Documentation read from 04/17/2019 22:07:27 version of /vol/public-pseed/FIGdisk/FIG/bin/svr_mapped_genomes.

svr_mapped_genomes

svr_mapped_genomes

Get maps between a reference genome and a set of genomes to which you wish to compare the reference genome.

------

Example:

    svr_mapped_genomes -g 83333.1 -d Maps < genomes.to.compare.against

would construct a directory of mappings between genes 83333.1 and the genomes read from standard input. The maps would come back as files in the directory "Maps" (which would get created if necessary).

------

The standard input should be a tab-separated table (i.e., each line is a tab-separated set of fields). Normally, the last field in each line would contain the genome for which functions are being requested. If some other column contains the genomes, use

    -c N

where N is the column (from 1) that contains the genome in each case.

Command-Line Options

-c Column

This is used only if the column containing PEGs is not the last.

-g genome

This designates the reference genome

-d directory

This designates the directory into which maps are written. It will be created if it does not already exist

Output Format

The output is written as "maps" in the designated directory.
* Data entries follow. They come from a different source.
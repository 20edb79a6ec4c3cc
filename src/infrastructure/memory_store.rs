//! 内存文档存储 - 基础设施层
//!
//! 持有全部集合数据，只暴露文档读写能力；
//! 线上部署时可整体替换为任意文档型后端

use std::collections::HashMap;
use std::sync::{Arc, Mutex};

use indexmap::IndexMap;
use serde_json::Value as JsonValue;
use uuid::Uuid;

use super::doc_store::DocumentStore;
use crate::error::StoreError;

/// 集合 = 文档 id → 文档内容，保持插入顺序
type Collection = IndexMap<String, JsonValue>;

/// 内存文档存储
///
/// 职责：
/// - 持有全部集合数据（集合名 → 文档 id → 文档）
/// - create 生成随机文档 id
/// - update 做顶层字段浅合并（同 key 覆盖）
/// - clone 共享同一份底层数据
#[derive(Clone, Default)]
pub struct MemoryStore {
    collections: Arc<Mutex<HashMap<String, Collection>>>,
}

impl MemoryStore {
    pub fn new() -> Self {
        Self::default()
    }
}

impl DocumentStore for MemoryStore {
    async fn create(&self, collection: &str, data: JsonValue) -> Result<String, StoreError> {
        let id = Uuid::new_v4().to_string();
        let mut collections = self
            .collections
            .lock()
            .map_err(|e| StoreError::WriteFailed(e.to_string()))?;
        collections
            .entry(collection.to_string())
            .or_default()
            .insert(id.clone(), data);
        Ok(id)
    }

    async fn update(&self, collection: &str, id: &str, partial: JsonValue) -> Result<(), StoreError> {
        let mut collections = self
            .collections
            .lock()
            .map_err(|e| StoreError::WriteFailed(e.to_string()))?;
        let doc = collections
            .get_mut(collection)
            .and_then(|docs| docs.get_mut(id))
            .ok_or_else(|| StoreError::NotFound {
                collection: collection.to_string(),
                id: id.to_string(),
            })?;
        merge_top_level(doc, partial);
        Ok(())
    }

    async fn query(
        &self,
        collection: &str,
        field: &str,
        value: &str,
    ) -> Result<Vec<(String, JsonValue)>, StoreError> {
        let collections = self
            .collections
            .lock()
            .map_err(|e| StoreError::ReadFailed(e.to_string()))?;
        let Some(docs) = collections.get(collection) else {
            return Ok(Vec::new());
        };
        Ok(docs
            .iter()
            .filter(|(_, doc)| doc.get(field).and_then(JsonValue::as_str) == Some(value))
            .map(|(id, doc)| (id.clone(), doc.clone()))
            .collect())
    }
}

/// 顶层浅合并：partial 的每个字段覆盖同名字段，新字段追加到末尾
fn merge_top_level(doc: &mut JsonValue, partial: JsonValue) {
    match (doc, partial) {
        (JsonValue::Object(doc_map), JsonValue::Object(partial_map)) => {
            for (key, value) in partial_map {
                doc_map.insert(key, value);
            }
        }
        (doc, partial) => *doc = partial,
    }
}

#[cfg(test)]
mod tests {
    use super::*;
    use serde_json::json;

    #[test]
    fn test_create_then_query_by_field() {
        tokio_test::block_on(async {
            let store = MemoryStore::new();
            let id = store
                .create("responses", json!({"userId": "u-1", "totalQuestions": 3}))
                .await
                .expect("创建文档应该成功");

            let hits = store.query("responses", "userId", "u-1").await.expect("查询应该成功");
            assert_eq!(hits.len(), 1);
            assert_eq!(hits[0].0, id);

            let misses = store.query("responses", "userId", "u-2").await.expect("查询应该成功");
            assert!(misses.is_empty());
        });
    }

    #[test]
    fn test_update_merges_top_level_fields() {
        tokio_test::block_on(async {
            let store = MemoryStore::new();
            let id = store
                .create("responses", json!({"userId": "u-1", "q1_CR": {"answer": "Tower"}}))
                .await
                .expect("创建文档应该成功");

            // 同 key 覆盖，新 key 追加
            store
                .update(
                    "responses",
                    &id,
                    json!({"q1_CR": {"answer": "Ocean"}, "q2_IC": {"answer": "Plaza"}}),
                )
                .await
                .expect("更新应该成功");

            let (_, doc) = store
                .query("responses", "userId", "u-1")
                .await
                .expect("查询应该成功")
                .remove(0);
            assert_eq!(doc["q1_CR"]["answer"], "Ocean");
            assert_eq!(doc["q2_IC"]["answer"], "Plaza");
            assert_eq!(doc["userId"], "u-1");
        });
    }

    #[test]
    fn test_update_missing_document_reports_not_found() {
        tokio_test::block_on(async {
            let store = MemoryStore::new();
            let result = store.update("responses", "no-such-id", json!({"x": 1})).await;
            assert!(matches!(result, Err(StoreError::NotFound { .. })));
        });
    }
}
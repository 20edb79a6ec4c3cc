/// 当前用户的身份信息
///
/// 由身份协作方（登录系统）提供，这里只当作不透明输入使用，
/// 不做任何凭证逻辑
#[derive(Debug, Clone)]
pub struct Identity {
    /// 稳定的用户标识
    pub user_id: String,
    /// 登录邮箱
    pub email: String,
}

impl Identity {
    pub fn new(user_id: impl Into<String>, email: impl Into<String>) -> Self {
        Self {
            user_id: user_id.into(),
            email: email.into(),
        }
    }
}
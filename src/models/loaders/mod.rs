pub mod csv_loader;

pub use csv_loader::parse_question_bank;
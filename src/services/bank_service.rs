//! 题库服务 - 业务能力层
//!
//! 只负责"拉取并解析题库"能力，不关心流程

use tracing::{error, info};

use crate::config::Config;
use crate::error::BankError;
use crate::models::loaders::csv_loader;
use crate::models::question::QuestionRecord;

/// 题库服务
///
/// 职责：
/// - 从配置的资源位置拉取 CSV 文本（http(s) URL 或本地路径）
/// - 解析为题目记录列表
/// - 拉取失败时返回空列表，调用方视为加载中/空态
/// - 失败不重试
pub struct QuestionBank {
    source: String,
    client: reqwest::Client,
}

impl QuestionBank {
    /// 创建新的题库服务
    pub fn new(config: &Config) -> Self {
        Self {
            source: config.bank_source.clone(),
            client: reqwest::Client::new(),
        }
    }

    /// 加载整个题库
    ///
    /// 错误只记录日志，对外表现为空题库
    pub async fn load(&self) -> Vec<QuestionRecord> {
        let raw = match self.fetch_raw().await {
            Ok(raw) => raw,
            Err(e) => {
                error!("❌ 题库加载失败: {}", e);
                return Vec::new();
            }
        };

        let records = csv_loader::parse_question_bank(&raw);
        info!("✓ 题库加载完成，共 {} 道题目", records.len());
        records
    }

    /// 拉取原始 CSV 文本
    async fn fetch_raw(&self) -> Result<String, BankError> {
        if self.source.starts_with("http://") || self.source.starts_with("https://") {
            let response = self
                .client
                .get(&self.source)
                .send()
                .await
                .and_then(|r| r.error_for_status())
                .map_err(|e| BankError::FetchFailed {
                    location: self.source.clone(),
                    source: Box::new(e),
                })?;
            response.text().await.map_err(|e| BankError::FetchFailed {
                location: self.source.clone(),
                source: Box::new(e),
            })
        } else {
            tokio::fs::read_to_string(&self.source)
                .await
                .map_err(|e| BankError::FetchFailed {
                    location: self.source.clone(),
                    source: Box::new(e),
                })
        }
    }
}

#[cfg(test)]
mod tests {
    use super::*;

    /// 资源不存在时应该得到空题库而不是错误
    #[tokio::test]
    async fn test_missing_source_yields_empty_bank() {
        let config = Config {
            bank_source: "no/such/file.csv".to_string(),
            ..Config::default()
        };

        let bank = QuestionBank::new(&config);
        assert!(bank.load().await.is_empty());
    }
}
Each map is a file of 18 fields, tab-separated:

1 The ID of a PEG in genome 1. 2 The ID of a PEG in genome 2 that is our best estimate of a "corresponding gene". 3 Count of the number of pairs of matching genes were found in the context. 4 Pairs of corresponding genes from the contexts. 5 The function of the gene in genome 1. 6 The function of the gene in genome 2. 7 Comma-separated list of aliases for the gene in genome 1 (any protein with an identical sequence is considered an alias, whether or not it is actually the name of the same gene in the same genome). 8 Comma-separated list of aliases for the gene in genome 2 (any protein with an identical sequence is considered an alias, whether or not it is actually the name of the same gene in the same genome). 9 Bi-directional best hits will contain "<=>" in this column; otherwise, "->" will appear. 10 Percent identity over the region of the detected match. 11 The P-score for the detected match. 12 Beginning match coordinate in the protein encoded by the gene in genome 1. 13 Ending match coordinate in the protein encoded by the gene in genome 1. 14 Length of the protein encoded by the gene in genome 1. 15 Beginning match coordinate in the protein encoded by the gene in genome 2. 16 Ending match coordinate in the protein encoded by the gene in genome 2. 17 Length of the protein encoded by the gene in genome 2. 18 Bit score for the match. Divide by the length of the longer PEG to get what we often refer to as a "normalized bit score".